Cocktails and A Movie: Discussing Censorship, Bar Nuts and Breen on the Set of Casablanca


This week’s post has us traveling all the way back to a cosmopolitan city in exotic 1940s North Africa, thanks to a lovely invitation from the Pure Entertainment Preservation Society. This weekend, October 13th – 15th marks the date of the Great Breening Blogathon featuring Joseph Breen, an influential, but seldom remembered figure in filmmaking during the glamorous days of old Hollywood.

Joseph Breen (1888-1965)

Joseph was the enforcer behind the Production Code Administration, set up during the 1930s, which acted as a morality censor for all film scripts, scenes, and storylines in the motion picture industry. Bolstered by his own Catholic beliefs and the bishops who originally wrote the code, Joseph was not interested in seeing sexy, sensual imagery on the big screen and the PCA wasn’t interested in exposing such immorality to the American movie-going public.  The thought of being subjected to plotlines involving extra-marital affairs, obscene language, excessive violence, or varying degrees of nudity was offensive. Family-friendly American-made films were not the place for such suggestive behavior according to Joseph and the PCA.

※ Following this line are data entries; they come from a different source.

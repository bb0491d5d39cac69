use crate::models::ScoredShelter;
use reqwest::Client;
use std::time::Duration;
use thiserror::Error;

/// Errors that can occur when sending the one-time SMS
#[derive(Debug, Error)]
pub enum NotifyError {
    #[error("HTTP request failed: {0}")]
    Request(#[from] reqwest::Error),

    #[error("SMS API returned error: {0}")]
    Api(String),
}

/// Twilio-style SMS client
///
/// Best-effort: the caller fires the send after ranking and logs failures
/// without letting them affect the match result.
pub struct SmsSender {
    base_url: String,
    account_sid: String,
    auth_token: String,
    from_number: String,
    client: Client,
}

impl SmsSender {
    pub fn new(
        base_url: String,
        account_sid: String,
        auth_token: String,
        from_number: String,
    ) -> Self {
        let client = Client::builder()
            .timeout(Duration::from_secs(30))
            .build()
            .expect("Failed to create HTTP client");

        Self {
            base_url,
            account_sid,
            auth_token,
            from_number,
            client,
        }
    }

    /// Send one message to one destination number
    pub async fn send(&self, to: &str, body: &str) -> Result<(), NotifyError> {
        let url = format!(
            "{}/2010-04-01/Accounts/{}/Messages.json",
            self.base_url.trim_end_matches('/'),
            self.account_sid
        );

        let params = [("To", to), ("From", self.from_number.as_str()), ("Body", body)];

        let response = self
            .client
            .post(&url)
            .basic_auth(&self.account_sid, Some(&self.auth_token))
            .form(&params)
            .send()
            .await?;

        if !response.status().is_success() {
            return Err(NotifyError::Api(format!(
                "Failed to send SMS: {}",
                response.status()
            )));
        }

        tracing::debug!("Sent shortlist SMS to {}", to);

        Ok(())
    }
}

/// Format a catalog phone number for display
///
/// Catalog numbers are eleven digits with a leading country code
/// ("14155550123", sometimes prefixed "+"); anything else passes through
/// untouched.
pub fn format_phone(phone: &str) -> String {
    let digits = phone.trim().trim_start_matches('+');

    if digits.len() == 11 && digits.starts_with('1') && digits.chars().all(|c| c.is_ascii_digit())
    {
        format!("({}) {}-{}", &digits[1..4], &digits[4..7], &digits[7..])
    } else {
        phone.to_string()
    }
}

/// Build the one-time SMS body for a ranked shortlist
pub fn format_shortlist_message(shelters: &[ScoredShelter]) -> String {
    let mut body =
        String::from("Here's some key shelter information from using ShelterSearch today:\n\n");

    for scored in shelters {
        let record = &scored.record;
        body.push_str(&format!(
            "{}: {}\n",
            record.organization_name, record.program_name
        ));
        body.push_str(&format!("Open Hours: {}\n", record.open_hours));
        body.push_str(&format!("Address: {}\n", record.address));
        body.push_str(&format!("Phone Number: {}\n\n", format_phone(&record.phone)));
    }

    body
}
// Route exports
pub mod shelters;

use actix_web::web;

pub fn configure_routes(cfg: &mut web::ServiceConfig) {
    cfg.service(web::scope("/api/v1").configure(shelters::configure));
}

With line-by-line lists of can’t-do’s and won’t-permits attached to each script that the PCA reviewed, screenwriters and directors were challenged with creative ways to express characters’ motives and actions while also keeping their plots plausible and compelling. How do you portray magnetic chemistry without showing a steamy, passionate kiss? How do you elude to compromising situations without showing corrupt scandals? How do you make your central location not look or sound like the most unethical, debaucherous place in the world yet still convey to watchers that shady dealings are happening right and left? And ultimately, how do you tell one of the most romantic and dramatic love stories of all time without showing anyone caught up in the physical throes of passion?

The answer is Casablanca.

Many noteworthy movies from the Golden Age of Hollywood were questioned by Joseph and the PCA. The Outlaw (Howard Hughes’ 1943 western) showed too much of Jane Russell’s cleavage; the “damn” in Rhett Butler’s famous “Frankly, my dear, I don’t give a damn” line in Gone With the Wind was flagged for unnecessary profanity; and the fact that Casablanca’s Ilsa was married at the time she first met Rick was altogether too salacious for the PCA to greenlight.  All three movies managed to overcome these sticky spots eventually, but not without some major behind-the-scenes defense tactics for creative license.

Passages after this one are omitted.